Beim Ausdruck „ERP-System“ denken viele Menschen an ein komplexes Software-Gebilde, das die Prozesslandschaft eines Großkonzerns steuert. Diese Vorstellung entspricht allerdings nur zum Teil der Wahrheit. ERP-Lösungen kommen nicht ausschließlich in Großunternehmen zum Einsatz. Auch der Mittelstand arbeitet heute größtenteils mit ERP-Unterstützung.

Der Grund dafür ist einfach. Alle Unternehmen sehen sich im globalen Marktumfeld mit den gleichen Herausforderungen konfrontiert. Großkonzerne können darauf mit zusätzlichem Ressourceneinsatz reagieren. Mittelständische Unternehmen haben diesen Luxus meistens nicht. Sie sind darauf angewiesen, ihre vorhandenen Mittel so effizient wie möglich einzusetzen. Frei nach Sun Tzu: „Wenn du nicht stark bist, sei klug.

Und als technologischer Kern der Prozesslandschaft steht das ERP-System natürlich an vorderster Front, wenn es darum geht, Synergieeffekte zu erzielen.
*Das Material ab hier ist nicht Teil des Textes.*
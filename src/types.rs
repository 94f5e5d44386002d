//! Runtime type descriptors.
//!
//! Rust has no runtime reflection, so every type the engine reasons about is
//! described by a [`ServiceType`]: a name plus a [`TypeKind`] that tells the
//! constructor selector whether the type is an interface, a concrete class, a
//! primitive and so on. Two descriptors are equal when their names are equal.

use std::any::TypeId;
use std::fmt;
use std::hash::{Hash, Hasher};
use std::sync::Arc;

use once_cell::sync::Lazy;

use crate::error::{DiError, DiResult};

static ENUMERABLE: Lazy<ServiceType> =
    Lazy::new(|| ServiceType::generic_interface_definition("Enumerable", 1));

/// Shape of a described type.
#[derive(Debug, Clone, PartialEq, Eq)]
pub enum TypeKind {
    /// A class; abstract classes cannot be constructed
    Class { is_abstract: bool },
    /// An interface (trait object in Rust terms)
    Interface,
    /// Numbers, booleans, characters
    Primitive,
    /// Strings
    String,
    /// Enumerations
    Enum,
    /// Callables
    Delegate,
    /// Array of an element type
    Array(ServiceType),
    /// Open generic shape such as `Repository<_>`
    GenericDefinition {
        base: String,
        arity: usize,
        is_interface: bool,
    },
    /// Generic definition closed over concrete arguments
    Generic {
        definition: ServiceType,
        arguments: Vec<ServiceType>,
    },
}

struct TypeDef {
    name: String,
    kind: TypeKind,
}

/// Cheaply clonable descriptor of a type known to the container.
///
/// # Examples
///
/// ```rust
/// use ferrous_container::ServiceType;
///
/// let repo = ServiceType::generic_definition("Repository", 1);
/// let user = ServiceType::class("User");
/// let closed = repo.close(&[user]).unwrap();
///
/// assert_eq!(closed.name(), "Repository<User>");
/// assert_eq!(closed.definition(), Some(&repo));
/// ```
#[derive(Clone)]
pub struct ServiceType(Arc<TypeDef>);

impl ServiceType {
    fn new(name: impl Into<String>, kind: TypeKind) -> Self {
        ServiceType(Arc::new(TypeDef {
            name: name.into(),
            kind,
        }))
    }

    /// Descriptor of the Rust type `T`.
    ///
    /// Numbers, `bool` and `char` are primitives, `String` and `str` are
    /// strings; every other type is a concrete class.
    pub fn of<T: ?Sized + 'static>() -> Self {
        let id = TypeId::of::<T>();
        let kind = if id == TypeId::of::<String>() || id == TypeId::of::<str>() || id == TypeId::of::<&'static str>() {
            TypeKind::String
        } else if is_primitive(id) {
            TypeKind::Primitive
        } else {
            TypeKind::Class { is_abstract: false }
        };
        Self::new(std::any::type_name::<T>(), kind)
    }

    pub fn class(name: impl Into<String>) -> Self {
        Self::new(name, TypeKind::Class { is_abstract: false })
    }

    pub fn abstract_class(name: impl Into<String>) -> Self {
        Self::new(name, TypeKind::Class { is_abstract: true })
    }

    pub fn interface(name: impl Into<String>) -> Self {
        Self::new(name, TypeKind::Interface)
    }

    /// Interface named after a trait object type, e.g. `interface_of::<dyn Logger>()`.
    pub fn interface_of<T: ?Sized + 'static>() -> Self {
        Self::interface(std::any::type_name::<T>())
    }

    pub fn primitive<T: 'static>() -> Self {
        Self::new(std::any::type_name::<T>(), TypeKind::Primitive)
    }

    pub fn string() -> Self {
        Self::new(std::any::type_name::<String>(), TypeKind::String)
    }

    pub fn enumeration(name: impl Into<String>) -> Self {
        Self::new(name, TypeKind::Enum)
    }

    pub fn delegate(name: impl Into<String>) -> Self {
        Self::new(name, TypeKind::Delegate)
    }

    pub fn array_of(element: ServiceType) -> Self {
        Self::new(format!("[{}]", element.name()), TypeKind::Array(element))
    }

    /// Open generic class definition with `arity` type parameters.
    pub fn generic_definition(base: impl Into<String>, arity: usize) -> Self {
        Self::open_shape(base.into(), arity, false)
    }

    /// Open generic interface definition with `arity` type parameters.
    pub fn generic_interface_definition(base: impl Into<String>, arity: usize) -> Self {
        Self::open_shape(base.into(), arity, true)
    }

    fn open_shape(base: String, arity: usize, is_interface: bool) -> Self {
        let holes = vec!["_"; arity].join(", ");
        Self::new(
            format!("{}<{}>", base, holes),
            TypeKind::GenericDefinition {
                base,
                arity,
                is_interface,
            },
        )
    }

    /// The built-in "enumerable of element" definition.
    pub fn enumerable_definition() -> Self {
        ENUMERABLE.clone()
    }

    pub fn enumerable_of(element: ServiceType) -> Self {
        Self::closed(Self::enumerable_definition(), vec![element])
    }

    fn closed(definition: ServiceType, arguments: Vec<ServiceType>) -> Self {
        let base = match definition.kind() {
            TypeKind::GenericDefinition { base, .. } => base.clone(),
            _ => definition.name().to_string(),
        };
        let args = arguments
            .iter()
            .map(|a| a.name())
            .collect::<Vec<_>>()
            .join(", ");
        Self::new(
            format!("{}<{}>", base, args),
            TypeKind::Generic {
                definition,
                arguments,
            },
        )
    }

    /// Closes this generic definition over `arguments`.
    pub fn close(&self, arguments: &[ServiceType]) -> DiResult<ServiceType> {
        match self.kind() {
            TypeKind::GenericDefinition { arity, .. } if *arity == arguments.len() => {
                Ok(Self::closed(self.clone(), arguments.to_vec()))
            }
            TypeKind::GenericDefinition { arity, .. } => Err(DiError::invalid(
                self.name(),
                format!("expected {} type arguments, got {}", arity, arguments.len()),
            )),
            _ => Err(DiError::invalid(self.name(), "not a generic definition")),
        }
    }

    pub fn name(&self) -> &str {
        &self.0.name
    }

    pub fn kind(&self) -> &TypeKind {
        &self.0.kind
    }

    pub fn is_interface(&self) -> bool {
        match self.kind() {
            TypeKind::Interface => true,
            TypeKind::GenericDefinition { is_interface, .. } => *is_interface,
            TypeKind::Generic { definition, .. } => definition.is_interface(),
            _ => false,
        }
    }

    pub fn is_generic_definition(&self) -> bool {
        matches!(self.kind(), TypeKind::GenericDefinition { .. })
    }

    /// Definition of a closed generic; `None` for every other kind.
    pub fn definition(&self) -> Option<&ServiceType> {
        match self.kind() {
            TypeKind::Generic { definition, .. } => Some(definition),
            _ => None,
        }
    }

    pub fn generic_arguments(&self) -> &[ServiceType] {
        match self.kind() {
            TypeKind::Generic { arguments, .. } => arguments,
            _ => &[],
        }
    }

    /// Element type when this is `Enumerable<E>`.
    pub fn enumerable_element(&self) -> Option<&ServiceType> {
        match self.kind() {
            TypeKind::Generic {
                definition,
                arguments,
            } if *definition == *ENUMERABLE => arguments.first(),
            _ => None,
        }
    }

    /// Non-abstract class that the engine may try to construct without a registration.
    pub fn is_constructible(&self) -> bool {
        match self.kind() {
            TypeKind::Class { is_abstract } => !is_abstract,
            TypeKind::Generic { definition, .. } => matches!(
                definition.kind(),
                TypeKind::GenericDefinition {
                    is_interface: false,
                    ..
                }
            ),
            _ => false,
        }
    }
}

fn is_primitive(id: TypeId) -> bool {
    [
        TypeId::of::<bool>(),
        TypeId::of::<char>(),
        TypeId::of::<u8>(),
        TypeId::of::<u16>(),
        TypeId::of::<u32>(),
        TypeId::of::<u64>(),
        TypeId::of::<u128>(),
        TypeId::of::<usize>(),
        TypeId::of::<i8>(),
        TypeId::of::<i16>(),
        TypeId::of::<i32>(),
        TypeId::of::<i64>(),
        TypeId::of::<i128>(),
        TypeId::of::<isize>(),
        TypeId::of::<f32>(),
        TypeId::of::<f64>(),
    ]
    .contains(&id)
}

impl PartialEq for ServiceType {
    fn eq(&self, other: &Self) -> bool {
        Arc::ptr_eq(&self.0, &other.0) || self.0.name == other.0.name
    }
}

impl Eq for ServiceType {}

impl Hash for ServiceType {
    fn hash<H: Hasher>(&self, state: &mut H) {
        self.0.name.hash(state);
    }
}

impl fmt::Debug for ServiceType {
    fn fmt(&self, f: &mut fmt::Formatter<'_>) -> fmt::Result {
        write!(f, "ServiceType({})", self.name())
    }
}

impl fmt::Display for ServiceType {
    fn fmt(&self, f: &mut fmt::Formatter<'_>) -> fmt::Result {
        f.write_str(self.name())
    }
}

#[cfg(test)]
mod tests {
    use super::*;

    #[test]
    fn closing_checks_arity() {
        let map = ServiceType::generic_definition("Map", 2);
        let err = map.close(&[ServiceType::string()]).unwrap_err();
        assert!(matches!(err, DiError::InvalidRegistration { .. }));

        let closed = map
            .close(&[ServiceType::string(), ServiceType::primitive::<u32>()])
            .unwrap();
        assert_eq!(closed.name(), "Map<alloc::string::String, u32>");
        assert!(closed.is_constructible());
    }

    #[test]
    fn enumerable_is_an_interface_shape() {
        let items = ServiceType::enumerable_of(ServiceType::interface("IPlugin"));
        assert!(items.is_interface());
        assert!(!items.is_constructible());
        assert_eq!(items.enumerable_element().map(|e| e.name()), Some("IPlugin"));
    }

    #[test]
    fn rust_primitives_and_strings_are_not_classes() {
        assert_eq!(ServiceType::of::<u16>().kind(), &TypeKind::Primitive);
        assert_eq!(ServiceType::of::<bool>().kind(), &TypeKind::Primitive);
        assert_eq!(ServiceType::of::<String>().kind(), &TypeKind::String);
        assert!(!ServiceType::of::<f64>().is_constructible());
        assert!(!ServiceType::of::<String>().is_constructible());
        assert!(ServiceType::of::<Vec<u8>>().is_constructible());
    }

    #[test]
    fn equality_is_by_name() {
        assert_eq!(ServiceType::class("Foo"), ServiceType::class("Foo"));
        assert_ne!(ServiceType::class("Foo"), ServiceType::class("Bar"));
    }
}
Herausforderungen für den Mittelstand

Gerade was externe Faktoren betrifft ist der Unterschied zwischen Mittelstand und Großunternehmen weniger stark ausgeprägt, als man denkt. Beide sind auf den gleichen Märkten unterwegs, konkurrieren um dieselben Kunden und sehen sich mit identischen Herausforderungen konfrontiert. Zum Beispiel:

  • Hohe Qualitätsanforderungen
  • Steigende Relevanz des Service-Bereichs
  • Zunehmende Nachfrage nach individualisierten Produkten
  • Konkurrenz aus Niedriglohnländern

Der Unterschied besteht vor allem in der Reaktion auf diese Einflussfaktoren. Großunternehmen haben die Möglichkeit, Herausforderungen mit Investitionen zu begegnen. Sobald ein Problem auftritt, können sie jederzeit eine Lösung einkaufen oder interne Ressourcen für eine Eigenentwicklung einsetzen. Der Mittelstand ist an dieser Stelle limitiert und muss nach alternativen Ansätzen suchen.

Der Schlüssel zum Erfolg ist in diesem Fall Effizienz. Will ein mittelständisches Unternehmen mit den Platzhirschen konkurrieren, muss es Reibungsverluste minimieren und den Wirkungsgrad seiner bestehenden Infrastruktur maximieren.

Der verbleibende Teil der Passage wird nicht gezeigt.